Objective To investigate whether miR-141-3p promote the migration of CNE-2 human nasopharyngeal carcinoma (NPC) cells by regulating vimentin. Methods Real-time quantitative PCR was used to detect the expression of miR-141-3p in NPC tissues and adjacent tissues and the expression level of vimentin was detected by immunohistochemical staining and Western blot analysis. Real-time quantitative PCR and Western blot were used to screen 5-8F, CNE-2, HNE1 human NPC cell lines with the highest relative expression of miR-141-3p. Real-time quantitative PCR and Western blot analysis were used together to verify the relationship between miR-141-3p and vimentin expression. Small interfering RNA (si-miR-141-3p) was used to down-regulate miR-141-3p of CNE-2 cells. MTT assay tested the proliferating inhibition rate of CNE-2 cells.
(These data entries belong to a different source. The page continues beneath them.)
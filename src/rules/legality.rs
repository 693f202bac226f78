//! Pure legality predicates.
//!
//! These never change state; the UI consults them before submitting an
//! intent, and the draw transition re-checks them as its gate.

use crate::cards::Card;
use crate::core::PlayerId;
use crate::state::{CurrentColor, Game, NextAction};

/// Can `card` legally land on `base_card` under `current_color`?
///
/// Wild and draw-four are always playable. A colored card is playable
/// when it matches the active color (or none has been chosen yet),
/// when both cards are attacks of the same kind, or when both are
/// numbers of the same value. The color branch only ever applies to
/// colored cards; the colorless variants return early.
#[must_use]
pub fn can_play_card(card: &Card, base_card: &Card, current_color: CurrentColor) -> bool {
    if matches!(card, Card::Wild { .. } | Card::DrawFour { .. }) {
        return true;
    }
    if let Some(color) = card.color() {
        if current_color.matches(color) {
            return true;
        }
    }
    match (card, base_card) {
        (Card::Attack { attack: a, .. }, Card::Attack { attack: b, .. }) => a == b,
        (Card::Number { number: a, .. }, Card::Number { number: b, .. }) => a == b,
        _ => false,
    }
}

impl Game {
    /// The cards in `player`'s hand playable on the current base card.
    #[must_use]
    pub fn playable_cards(&self, player: &PlayerId) -> Vec<&Card> {
        let (Some(base), Some(hand)) = (self.base_card(), self.hand(player)) else {
            return Vec::new();
        };
        hand.iter()
            .filter(|card| can_play_card(card, base, self.current_color()))
            .collect()
    }

    /// May `player` draw a card right now?
    ///
    /// Only the owner of the head obligation may draw. Mandatory draws
    /// (draw-two / draw-four) always permit it; a `play` obligation
    /// permits it only when no card in hand is playable — drawing is the
    /// forced-pass alternative, never a voluntary move while a playable
    /// card is held.
    #[must_use]
    pub fn can_draw_card(&self, player: &PlayerId) -> bool {
        let Some(action) = self.head_action() else {
            return false;
        };
        if action.player() != player {
            return false;
        }
        match action {
            NextAction::ChooseColor { .. } | NextAction::Finished { .. } => false,
            NextAction::DrawTwo { .. } | NextAction::DrawFour { .. } => true,
            NextAction::Play { .. } => self.playable_cards(player).is_empty(),
        }
    }
}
Transwell^TM chamber assay was performed to detect cell invasion and migration and Western blot analysis to detect the expression of vimentin. Results Compared with the paracancerous tissues, the expression of miR-141-3p and vimentin in NPC tissues increased significantly. Compared with NP69 cells, the expressions of miR-141-3p and vimentin increased significantly in CNE-2 cells. The down-regulation of miR-141-3p in CNE-2 cells has induced significant decrease of cell invasion and migration capabilities, cell proliferation capabilities, as well as vimentin protein expression. Conclusion miR-141-3p can enhance the proliferation and migration of CNE-2 cells by promoting vimentin expression.